REQUIRED WORK: Restate every entry word for word.

-- DATA FOR ANALYSIS follows --

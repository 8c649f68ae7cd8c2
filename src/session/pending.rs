use std::collections::HashSet;

use geojson::Feature;
use geojson::Geometry;

use crate::errors::CommandError;

/// Serializes the geometry's coordinate structure with object keys in sorted order, so two structurally equal geometries give the same text.
pub(crate) fn canonical_geometry(geometry: &Geometry) -> Result<String,CommandError> {
    // serde_json's default map is a BTreeMap, so converting to a Value sorts the keys. Foreign members and bbox are ignored.
    let value = serde_json::to_value(&geometry.value)?;
    Ok(value.to_string())
}

/// The result of capturing one batch of drawings.
#[derive(Debug,Default,PartialEq,Eq)]
pub(crate) struct CaptureReport {
    pub(crate) added: usize,
    pub(crate) duplicates: usize,
    pub(crate) without_geometry: usize
}

/// Drawings which have been captured from the map but not yet merged into the working set.
#[derive(Default)]
pub(crate) struct PendingDrawings {
    seen: HashSet<String>,
    features: Vec<Feature>
}

impl PendingDrawings {

    /// Adds features whose geometry isn't already pending. The drawing tool re-sends everything drawn so far on every refresh, so most features in a batch are usually duplicates.
    pub(crate) fn capture(&mut self, features: Vec<Feature>) -> Result<CaptureReport,CommandError> {
        let mut report = CaptureReport::default();
        for feature in features {
            let Some(geometry) = &feature.geometry else {
                report.without_geometry += 1;
                continue;
            };
            let canonical = canonical_geometry(geometry)?;
            if self.seen.insert(canonical) {
                self.features.push(feature);
                report.added += 1;
            } else {
                report.duplicates += 1;
            }
        }
        Ok(report)
    }

    pub(crate) fn features(&self) -> &[Feature] {
        &self.features
    }

    pub(crate) fn len(&self) -> usize {
        self.features.len()
    }

    pub(crate) fn is_empty(&self) -> bool {
        self.features.is_empty()
    }

    /// Empties the pending set, returning what was in it.
    pub(crate) fn drain(&mut self) -> Vec<Feature> {
        self.seen.clear();
        core::mem::replace(&mut self.features, Vec::new())
    }

}

#[cfg(test)]
mod test {

    use geojson::Feature;
    use geojson::Geometry;
    use geojson::Value;
    use serde_json::json;

    use super::canonical_geometry;
    use super::PendingDrawings;

    fn feature(value: Value) -> Feature {
        Feature {
            bbox: None,
            geometry: Some(Geometry::new(value)),
            id: None,
            properties: None,
            foreign_members: None,
        }
    }

    #[test]
    fn test_same_drawing_across_refreshes_is_pending_once() {
        let mut pending = PendingDrawings::default();
        let point = feature(Value::Point(vec![-70.6,-33.4]));
        let line = feature(Value::LineString(vec![vec![-70.6,-33.4],vec![-70.5,-33.3]]));

        let report = pending.capture(vec![point.clone()]).unwrap();
        assert_eq!(report.added,1);
        let report = pending.capture(vec![point,line]).unwrap();
        assert_eq!(report.added,1);
        assert_eq!(report.duplicates,1);
        assert_eq!(pending.len(),2);
    }

    #[test]
    fn test_duplicates_within_one_batch() {
        let mut pending = PendingDrawings::default();
        let point = feature(Value::Point(vec![1.0,2.0]));
        let report = pending.capture(vec![point.clone(),point]).unwrap();
        assert_eq!(report.added,1);
        assert_eq!(pending.len(),1);
    }

    #[test]
    fn test_empty_batch_and_missing_geometry() {
        let mut pending = PendingDrawings::default();
        assert_eq!(pending.capture(Vec::new()).unwrap().added,0);
        let mut no_geometry = feature(Value::Point(vec![0.0,0.0]));
        no_geometry.geometry = None;
        let report = pending.capture(vec![no_geometry]).unwrap();
        assert_eq!(report.without_geometry,1);
        assert!(pending.is_empty());
    }

    #[test]
    fn test_canonical_ignores_properties_and_key_order() {
        let first: Geometry = serde_json::from_value(json!({"type": "Point", "coordinates": [1.0, 2.0]})).unwrap();
        let second: Geometry = serde_json::from_value(json!({"coordinates": [1.0, 2.0], "type": "Point"})).unwrap();
        assert_eq!(canonical_geometry(&first).unwrap(),canonical_geometry(&second).unwrap());
    }

    #[test]
    fn test_drain_allows_drawing_again() {
        let mut pending = PendingDrawings::default();
        let point = feature(Value::Point(vec![1.0,2.0]));
        _ = pending.capture(vec![point.clone()]).unwrap();
        assert_eq!(pending.drain().len(),1);
        assert!(pending.is_empty());
        assert_eq!(pending.capture(vec![point]).unwrap().added,1);
    }
}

-- DATA FOR ANALYSIS concluded --

SOLUTION:
repository 8c649f68ae7cd8c2
filename src/session/pending.rs
use std::collections::HashSet;

use geojson::Feature;
use geojson::Geometry;

use crate::errors::CommandError;

/// Serializes the geometry's coordinate structure with object keys in sorted order, so two structurally equal geometries give the same text.
pub(crate) fn canonical_geometry(geometry: &Geometry) -> Result<String,CommandError> {
    // serde_json's default map is a BTreeMap, so converting to a Value sorts the keys. Foreign members and bbox are ignored.
    let value = serde_json::to_value(&geometry.value)?;
    Ok(value.to_string())
}

/// The result of capturing one batch of drawings.
#[derive(Debug,Default,PartialEq,Eq)]
pub(crate) struct CaptureReport {
    pub(crate) added: usize,
    pub(crate) duplicates: usize,
    pub(crate) without_geometry: usize
}

/// Drawings which have been captured from the map but not yet merged into the working set.
#[derive(Default)]
pub(crate) struct PendingDrawings {
    seen: HashSet<String>,
    features: Vec<Feature>
}

impl PendingDrawings {

    /// Adds features whose geometry isn't already pending. The drawing tool re-sends everything drawn so far on every refresh, so most features in a batch are usually duplicates.
    pub(crate) fn capture(&mut self, features: Vec<Feature>) -> Result<CaptureReport,CommandError> {
        let mut report = CaptureReport::default();
        for feature in features {
            let Some(geometry) = &feature.geometry else {
                report.without_geometry += 1;
                continue;
            };
            let canonical = canonical_geometry(geometry)?;
            if self.seen.insert(canonical) {
                self.features.push(feature);
                report.added += 1;
            } else {
                report.duplicates += 1;
            }
        }
        Ok(report)
    }

    pub(crate) fn features(&self) -> &[Feature] {
        &self.features
    }

    pub(crate) fn len(&self) -> usize {
        self.features.len()
    }

    pub(crate) fn is_empty(&self) -> bool {
        self.features.is_empty()
    }

    /// Empties the pending set, returning what was in it.
    pub(crate) fn drain(&mut self) -> Vec<Feature> {
        self.seen.clear();
        core::mem::replace(&mut self.features, Vec::new())
    }

}

#[cfg(test)]
mod test {

    use geojson::Feature;
    use geojson::Geometry;
    use geojson::Value;
    use serde_json::json;

    use super::canonical_geometry;
    use super::PendingDrawings;

    fn feature(value: Value) -> Feature {
        Feature {
            bbox: None,
            geometry: Some(Geometry::new(value)),
            id: None,
            properties: None,
            foreign_members: None,
        }
    }

    #[test]
    fn test_same_drawing_across_refreshes_is_pending_once() {
        let mut pending = PendingDrawings::default();
        let point = feature(Value::Point(vec![-70.6,-33.4]));
        let line = feature(Value::LineString(vec![vec![-70.6,-33.4],vec![-70.5,-33.3]]));

        let report = pending.capture(vec![point.clone()]).unwrap();
        assert_eq!(report.added,1);
        let report = pending.capture(vec![point,line]).unwrap();
        assert_eq!(report.added,1);
        assert_eq!(report.duplicates,1);
        assert_eq!(pending.len(),2);
    }

    #[test]
    fn test_duplicates_within_one_batch() {
        let mut pending = PendingDrawings::default();
        let point = feature(Value::Point(vec![1.0,2.0]));
        let report = pending.capture(vec![point.clone(),point]).unwrap();
        assert_eq!(report.added,1);
        assert_eq!(pending.len(),1);
    }

    #[test]
    fn test_empty_batch_and_missing_geometry() {
        let mut pending = PendingDrawings::default();
        assert_eq!(pending.capture(Vec::new()).unwrap().added,0);
        let mut no_geometry = feature(Value::Point(vec![0.0,0.0]));
        no_geometry.geometry = None;
        let report = pending.capture(vec![no_geometry]).unwrap();
        assert_eq!(report.without_geometry,1);
        assert!(pending.is_empty());
    }

    #[test]
    fn test_canonical_ignores_properties_and_key_order() {
        let first: Geometry = serde_json::from_value(json!({"type": "Point", "coordinates": [1.0, 2.0]})).unwrap();
        let second: Geometry = serde_json::from_value(json!({"coordinates": [1.0, 2.0], "type": "Point"})).unwrap();
        assert_eq!(canonical_geometry(&first).unwrap(),canonical_geometry(&second).unwrap());
    }

    #[test]
    fn test_drain_allows_drawing_again() {
        let mut pending = PendingDrawings::default();
        let point = feature(Value::Point(vec![1.0,2.0]));
        _ = pending.capture(vec![point.clone()]).unwrap();
        assert_eq!(pending.drain().len(),1);
        assert!(pending.is_empty());
        assert_eq!(pending.capture(vec![point]).unwrap().added,1);
    }
}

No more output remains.